Friday, August 27, 2010

Alison Wonderland (Helen Smith)

Overall: 3.4
  • Plot: 3.5/5
  • Originality: 4/5
  • Language: 4/5
  • Believability: 2/5
Alison Wonderland by Helen Smith

After her husband leaves her for another woman, twentysomething Londoner Alison Temple impulsively applies for a job at the very P.I. firm she hired to trap her philandering ex. She hopes it will be the change of scene she so desperately needs to move on with her shattered life.

At the all-female Fitzgerald’s Bureau of Investigation, she spends her days tracking lost objects and her nights shadowing unfaithful husbands. But no matter what the case, none of her clients can compare to the fascinating characters in her personal life. There’s her boss, the estimable and tidy Mrs. Fitzgerald; Taron, Alison’s eccentric best friend, who claims her mother is a witch; Jeff, her love-struck, poetry-writing neighbor; and—last but not least—her psychic postman. Her relationships with them all become entangled when she joins Taron for a road trip to the seaside and stumbles into a misadventure of epic proportions!

Clever, quirky, and infused with just a hint of magic, this humorous literary novel introduces a memorable heroine struggling with the everyday complexities of modern life.
Genre: Women's Fiction
Purchase Links:
Kindle US | UK | DE
Paperback US | UK | DE
Other Links:
author website



I came across this novel in one of the forums, and the name had me sold. (Mildly narcissistic, I know.

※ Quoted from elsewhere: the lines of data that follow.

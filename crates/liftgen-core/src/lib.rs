//! Workout generation pipeline.
//!
//! Validation, quota gating, prompt construction, model invocation with a
//! bounded repair loop, exercise canonicalization, summary computation, and
//! persistence, wired together by [`pipeline::generate_workout`].

pub mod catalog;
pub mod generation;
pub mod matcher;
pub mod parse;
pub mod pipeline;
pub mod prompt;
pub mod quota;
pub mod request;
pub mod store;
pub mod summary;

My apologies.) Final breakdown is as follows:

It took me a page or two to adjust to British colloquialisms, but after that, it became much easier to read. Smith's style is straightforward and honest, with a tone that is almost offhanded even as she describes abandoned babies. The characters were well-developed, and I loved the oddity of Jeff and Alison's nonexistent relationship and how the unevenness of it was dealt with in a matter-of-fact tone, rather than the usual fluff and angst. The development of Taron's personality was enjoyable, as we come to see her as being more than just off-kilter and eccentric.

Smith seemed to be comfortable in her own skin as she writes. Her phrasing and the occasional use of slang made it conversational, which was a relief to read at the end of a long day. The dialogue flowed easily, adding depth to the characters and substance to the story.

Unfortunately, I felt as if too many characters were being explored at once. While it's wonderful for each of them to have their own unique background, a longer piece would make it easier to explore them all. The point of view frequently shifted between characters and an omniscient third party, and I was confused - or at the very least, unsettled - whenever this occurred. The changes are abrupt, making it difficult to follow along and to invest emotionally in the protagonists. Oftentimes, it took a minute or two to realize that Alison was no longer the one speaking. The spirit realm came to act like a deus ex machina, and I still can't quite determine whether or not it's supposed to be real or simply a string of coincidences within the context of the story. All of these things interrupted the process by which I build faith in characters and the world in which they live

Additionally, the sequence of events was a bit hard to understand. It reminded me of Waiting For Godot, where all these things happened, but it was as if nothing had happened at all. With the initial set-up, I was expecting more intricate intrigue than what was presented. The story never actually reached a climax as the lives of the various characters continued onward at the same steady pace in which they had moved throughout the novel. I kept waiting for the turning point that never came.

Overall, this was a fun read. Comedy was mixed in with the randomness, and the combination was sprinkled with comments and the occasional sentence that are both refreshingly truthful and deep. With that being said, a less confusing method of shifting points of view, as well as more varied pacing, would have been appreciated. (Incidentally, the formatting on this e-book was quite good. I was a bit miffed, though, when Denzel Washington's name was misspelled. The man's a movie star, and a quick Google search was all that it would have taken to correct this. Then again, proofreading errors will occasionally get the best of us, and it was unfortunate that this one happened to stand out.)

Edit: The misspelling of Denzel Washington's name has since been fixed. Please disregard that particular comment.